//! Poll outcomes recorded on a task while a handler waits on an external
//! system.

use chrono::{DateTime, Utc};
use serde::{Deserialize, Serialize};
use serde_json::Value;

/// Outcome reported by a single poll probe invocation.
#[derive(Debug, Clone, Copy, PartialEq, Eq, Hash, Serialize, Deserialize)]
#[serde(rename_all = "snake_case")]
pub enum PollState {
    /// The external condition has not been reached yet.
    Pending,
    /// The external condition was reached.
    Success,
    /// The external system reported a terminal failure.
    Failed,
}

/// Response returned by a poll probe.
#[derive(Debug, Clone, PartialEq, Eq, Serialize, Deserialize)]
pub struct PollResponse {
    /// Outcome of this probe invocation.
    pub result: PollState,
    /// Payload resolved by the poll loop on success.
    #[serde(default, skip_serializing_if = "Option::is_none")]
    pub data: Option<Value>,
    /// Diagnostic message, used as the rejection reason on failure.
    #[serde(default, skip_serializing_if = "Option::is_none")]
    pub message: Option<String>,
    /// Optional progress hint forwarded to progress reporting.
    #[serde(default, skip_serializing_if = "Option::is_none")]
    pub progress: Option<u8>,
}

impl PollResponse {
    /// A non-terminal response.
    #[must_use]
    pub const fn pending() -> Self {
        Self {
            result: PollState::Pending,
            data: None,
            message: None,
            progress: None,
        }
    }

    /// A terminal success response carrying `data`.
    #[must_use]
    pub const fn success(data: Value) -> Self {
        Self {
            result: PollState::Success,
            data: Some(data),
            message: None,
            progress: None,
        }
    }

    /// A terminal failure response carrying `message`.
    #[must_use]
    pub fn failed(message: impl Into<String>) -> Self {
        Self {
            result: PollState::Failed,
            data: None,
            message: Some(message.into()),
            progress: None,
        }
    }

    /// Attaches a progress hint.
    #[must_use]
    pub const fn with_progress(mut self, progress: u8) -> Self {
        self.progress = Some(progress);
        self
    }
}

/// One recorded poll attempt, appended to the task's poll history.
#[derive(Debug, Clone, PartialEq, Eq, Serialize, Deserialize)]
pub struct PollRecord {
    /// One-based attempt number within the current poll loop.
    pub attempt: u32,
    /// When the attempt completed.
    pub recorded_at: DateTime<Utc>,
    /// Outcome of the attempt.
    pub result: PollState,
    /// Payload returned by the probe, if any.
    #[serde(default, skip_serializing_if = "Option::is_none")]
    pub data: Option<Value>,
    /// Message returned by the probe, if any.
    #[serde(default, skip_serializing_if = "Option::is_none")]
    pub message: Option<String>,
    /// Progress hint returned by the probe, if any.
    #[serde(default, skip_serializing_if = "Option::is_none")]
    pub progress: Option<u8>,
}

impl PollRecord {
    /// Builds a record from a probe response.
    #[must_use]
    pub fn from_response(attempt: u32, recorded_at: DateTime<Utc>, response: &PollResponse) -> Self {
        Self {
            attempt,
            recorded_at,
            result: response.result,
            data: response.data.clone(),
            message: response.message.clone(),
            progress: response.progress,
        }
    }
}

---+---

TO DO — Each entry above needs to be duplicated exactly.

EXERCISE SOLUTION —
//! Poll outcomes recorded on a task while a handler waits on an external
//! system.

use chrono::{DateTime, Utc};
use serde::{Deserialize, Serialize};
use serde_json::Value;

/// Outcome reported by a single poll probe invocation.
#[derive(Debug, Clone, Copy, PartialEq, Eq, Hash, Serialize, Deserialize)]
#[serde(rename_all = "snake_case")]
pub enum PollState {
    /// The external condition has not been reached yet.
    Pending,
    /// The external condition was reached.
    Success,
    /// The external system reported a terminal failure.
    Failed,
}

/// Response returned by a poll probe.
#[derive(Debug, Clone, PartialEq, Eq, Serialize, Deserialize)]
pub struct PollResponse {
    /// Outcome of this probe invocation.
    pub result: PollState,
    /// Payload resolved by the poll loop on success.
    #[serde(default, skip_serializing_if = "Option::is_none")]
    pub data: Option<Value>,
    /// Diagnostic message, used as the rejection reason on failure.
    #[serde(default, skip_serializing_if = "Option::is_none")]
    pub message: Option<String>,
    /// Optional progress hint forwarded to progress reporting.
    #[serde(default, skip_serializing_if = "Option::is_none")]
    pub progress: Option<u8>,
}

impl PollResponse {
    /// A non-terminal response.
    #[must_use]
    pub const fn pending() -> Self {
        Self {
            result: PollState::Pending,
            data: None,
            message: None,
            progress: None,
        }
    }

    /// A terminal success response carrying `data`.
    #[must_use]
    pub const fn success(data: Value) -> Self {
        Self {
            result: PollState::Success,
            data: Some(data),
            message: None,
            progress: None,
        }
    }

    /// A terminal failure response carrying `message`.
    #[must_use]
    pub fn failed(message: impl Into<String>) -> Self {
        Self {
            result: PollState::Failed,
            data: None,
            message: Some(message.into()),
            progress: None,
        }
    }

    /// Attaches a progress hint.
    #[must_use]
    pub const fn with_progress(mut self, progress: u8) -> Self {
        self.progress = Some(progress);
        self
    }
}

/// One recorded poll attempt, appended to the task's poll history.
#[derive(Debug, Clone, PartialEq, Eq, Serialize, Deserialize)]
pub struct PollRecord {
    /// One-based attempt number within the current poll loop.
    pub attempt: u32,
    /// When the attempt completed.
    pub recorded_at: DateTime<Utc>,
    /// Outcome of the attempt.
    pub result: PollState,
    /// Payload returned by the probe, if any.
    #[serde(default, skip_serializing_if = "Option::is_none")]
    pub data: Option<Value>,
    /// Message returned by the probe, if any.
    #[serde(default, skip_serializing_if = "Option::is_none")]
    pub message: Option<String>,
    /// Progress hint returned by the probe, if any.
    #[serde(default, skip_serializing_if = "Option::is_none")]
    pub progress: Option<u8>,
}

impl PollRecord {
    /// Builds a record from a probe response.
    #[must_use]
    pub fn from_response(attempt: u32, recorded_at: DateTime<Utc>, response: &PollResponse) -> Self {
        Self {
            attempt,
            recorded_at,
            result: response.result,
            data: response.data.clone(),
            message: response.message.clone(),
            progress: response.progress,
        }
    }
}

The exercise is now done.